Other people have also claimed that you can even manipulate your health by using what I'm calling the "Reality Simulation Principle". I’m a little skeptical about this. We may look at that eventually, but not right now. It's certainly the case that you can manipulate the placebo effect to some extent, but the medical effects of "Reality Simulation Principle" are probably not huge. It's not going to cure cancer.

My premise has always been that the mind is what the brain does. Of course, that’s a little too glib; really the mind is what the cortex does, since the brain does things like respiration that are not mental. If this is the case, then the question becomes, how do we understand information processing in the brain?

Switching topics, let's return to the role of computation in all of this. The computer is convenient because it allows us to think about how events at different levels of analysis can interact. This is one of the deepest questions in psychology, and probably science in general. It's really a mystery. How is it that semantics and the meaning of things dictate a sequence of events in this wet machine? The wet machine itself has neurons, each of which have an average of ten thousand connections. Sure it's complicated, but ultimately you can understand the whole thing in terms of chemistry and physics.

But how does this machine produce semantically interpretable, coherent sequences of activity, and allow these activities to be modulated by the semantics of what it registers from the world?

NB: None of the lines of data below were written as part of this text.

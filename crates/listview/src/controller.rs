use crate::{
    aggregate::{self, Aggregate, Summarize},
    error::{ErrorInfo, FetchError},
    filter::{FilterPatch, FilterState, Filterable},
    resource::{Applied, LoadTicket, Phase, RemoteResource},
};

/// Controller-level state machine: `Idle -> Loading -> (Ready | Error)`.
///
/// `Ready` and `Error` both accept a reload (back to `Loading`) and filter
/// changes (recompute in place, no fetch).
#[derive(Clone, Copy, Debug, PartialEq, Eq)]
pub enum ViewPhase {
    Idle,
    Loading,
    Ready,
    Error,
}

/// Whether the aggregate summarizes the full data set or only the rows the
/// active filter lets through. Summary cards historically ignore filters,
/// so `FullData` is the default.
#[derive(Clone, Copy, Debug, Default, PartialEq, Eq)]
pub enum AggregateScope {
    #[default]
    FullData,
    Filtered,
}

/// Render model a screen reads on every frame.
#[derive(Debug)]
pub struct ListView<'a, T> {
    pub phase: ViewPhase,
    pub items: Vec<&'a T>,
    pub aggregate: &'a Aggregate,
    pub error: Option<&'a ErrorInfo>,
}

/// Orchestrates one [`RemoteResource`] plus filter and aggregate state into
/// a consistent render model. The only piece with mutable state and the
/// only one that sequences operations.
///
/// Rows and filter are recomputed together, synchronously, whenever either
/// changes, so a render can never observe a filter applied to data it was
/// not computed against. A reload keeps the previous rows and aggregate on
/// display until the new fetch resolves (stale-while-revalidate), and a
/// failed refresh leaves them in place alongside the error.
#[derive(Debug)]
pub struct ListViewController<T> {
    resource: RemoteResource<Vec<T>>,
    stale: Vec<T>,
    filter: FilterState,
    visible: Vec<usize>,
    aggregate: Aggregate,
    scope: AggregateScope,
    has_loaded: bool,
    detached: bool,
}

impl<T> Default for ListViewController<T>
where
    T: Filterable + Summarize,
{
    fn default() -> Self {
        Self::new()
    }
}

impl<T> ListViewController<T>
where
    T: Filterable + Summarize,
{
    pub fn new() -> Self {
        Self::with_scope(AggregateScope::default())
    }

    pub fn with_scope(scope: AggregateScope) -> Self {
        Self {
            resource: RemoteResource::new(),
            stale: Vec::new(),
            filter: FilterState::default(),
            visible: Vec::new(),
            aggregate: Aggregate::default(),
            scope,
            has_loaded: false,
            detached: false,
        }
    }

    pub fn phase(&self) -> ViewPhase {
        if self.detached {
            return ViewPhase::Idle;
        }
        match self.resource.phase() {
            Phase::Idle => ViewPhase::Idle,
            Phase::Loading => ViewPhase::Loading,
            Phase::Success => ViewPhase::Ready,
            Phase::Failure => ViewPhase::Error,
        }
    }

    /// The last successfully loaded collection, regardless of what the
    /// current fetch is doing.
    pub fn rows(&self) -> &[T] {
        self.resource
            .data()
            .map(Vec::as_slice)
            .unwrap_or(&self.stale)
    }

    /// Rows admitted by the current filter, in source order.
    pub fn visible(&self) -> impl Iterator<Item = &T> {
        let rows = self.rows();
        self.visible.iter().map(move |&idx| &rows[idx])
    }

    pub fn visible_len(&self) -> usize {
        self.visible.len()
    }

    /// Nth visible row, in filtered order. Screens use this for selection.
    pub fn visible_nth(&self, n: usize) -> Option<&T> {
        self.visible.get(n).map(|&idx| &self.rows()[idx])
    }

    pub fn aggregate(&self) -> &Aggregate {
        &self.aggregate
    }

    pub fn error(&self) -> Option<&ErrorInfo> {
        self.resource.error()
    }

    pub fn filter(&self) -> &FilterState {
        &self.filter
    }

    /// Whether any load has ever succeeded. Lets a screen distinguish
    /// "no records" from "nothing fetched yet".
    pub fn has_loaded(&self) -> bool {
        self.has_loaded
    }

    pub fn view(&self) -> ListView<'_, T> {
        ListView {
            phase: self.phase(),
            items: self.visible().collect(),
            aggregate: &self.aggregate,
            error: self.error(),
        }
    }

    /// Starts a (re)load. Previous rows stay on display until the matching
    /// [`resolve`] applies; calling this again before that simply makes the
    /// earlier ticket stale.
    ///
    /// [`resolve`]: ListViewController::resolve
    pub fn begin_load(&mut self) -> LoadTicket {
        if let Some(previous) = self.resource.take_data() {
            self.stale = previous;
        }
        self.resource.begin()
    }

    /// Applies a fetch outcome. Stale tickets and detached controllers
    /// discard the result; an applied success replaces the rows and
    /// recomputes the visible set and the aggregate together.
    pub fn resolve(&mut self, ticket: LoadTicket, outcome: Result<Vec<T>, FetchError>) -> Applied {
        if self.detached {
            tracing::debug!("dropping resolution for detached controller");
            return Applied::Discarded;
        }

        let applied = self.resource.resolve(ticket, outcome);
        if applied.is_applied() && self.resource.phase() == Phase::Success {
            self.has_loaded = true;
            self.stale.clear();
            self.recompute();
        }
        applied
    }

    /// Begin + await + resolve for the common non-overlapping path.
    pub async fn load<F>(&mut self, fetcher: F) -> Applied
    where
        F: Future<Output = Result<Vec<T>, FetchError>>,
    {
        let ticket = self.begin_load();
        let outcome = fetcher.await;
        self.resolve(ticket, outcome)
    }

    /// Merges `patch` into the filter and recomputes the visible rows
    /// synchronously. No fetch happens; the aggregate is only touched when
    /// the scope policy says it follows the filter.
    pub fn set_filter(&mut self, patch: FilterPatch) {
        self.filter.apply(patch);
        self.recompute_visible();
        if self.scope == AggregateScope::Filtered {
            self.recompute_aggregate();
        }
    }

    /// Marks the owning screen as unmounted: the controller reports
    /// [`ViewPhase::Idle`] and ignores every further resolution.
    pub fn detach(&mut self) {
        self.detached = true;
        self.resource.reset();
    }

    pub fn is_detached(&self) -> bool {
        self.detached
    }

    fn recompute(&mut self) {
        self.recompute_visible();
        self.recompute_aggregate();
    }

    fn recompute_visible(&mut self) {
        let visible = {
            let rows = self.rows();
            let filter = &self.filter;
            rows.iter()
                .enumerate()
                .filter(|(_, item)| filter.matches(*item))
                .map(|(idx, _)| idx)
                .collect()
        };
        self.visible = visible;
    }

    fn recompute_aggregate(&mut self) {
        let aggregate = match self.scope {
            AggregateScope::FullData => aggregate::summarize(self.rows()),
            AggregateScope::Filtered => {
                let rows = self.rows();
                let picked: Vec<&T> = self.visible.iter().map(|&idx| &rows[idx]).collect();
                summarize_refs(&picked)
            }
        };
        self.aggregate = aggregate;
    }
}

fn summarize_refs<T: Summarize>(items: &[&T]) -> Aggregate {
    struct Ref<'a, T>(&'a T);

    impl<T: Summarize> Summarize for Ref<'_, T> {
        fn status_bucket(&self) -> Option<&str> {
            self.0.status_bucket()
        }

        fn amount_bucket(&self) -> Option<&str> {
            self.0.amount_bucket()
        }

        fn amount(&self) -> crate::money::Money {
            self.0.amount()
        }
    }

    let wrapped: Vec<Ref<'_, T>> = items.iter().map(|item| Ref(*item)).collect();
    aggregate::summarize(&wrapped)
}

When you say something to me, it’s obviously not just sound patterns, since the content influences what my brain is doing. How I’m going to respond is a consequence of what my brain did to produce the output.

Let’s think for a moment about physical events such as the status of bytes in the computer. Each bit in each sequence of 8 bits is either on or off. You can physically describe the nature of this machine and the hardware, but you can also think about representation: What does that pattern of physical activity stand for, and represent in its absence? You can think about interpreted rule-based systems, where the representations have an impact on other parts of a system, causing other representations to be formed, or combined, or operated on in various ways, and outputs to be generated. In this regard it's useful to think about computation in a computer to describe how the mind works, even though it’s a wrong metaphor for the brain.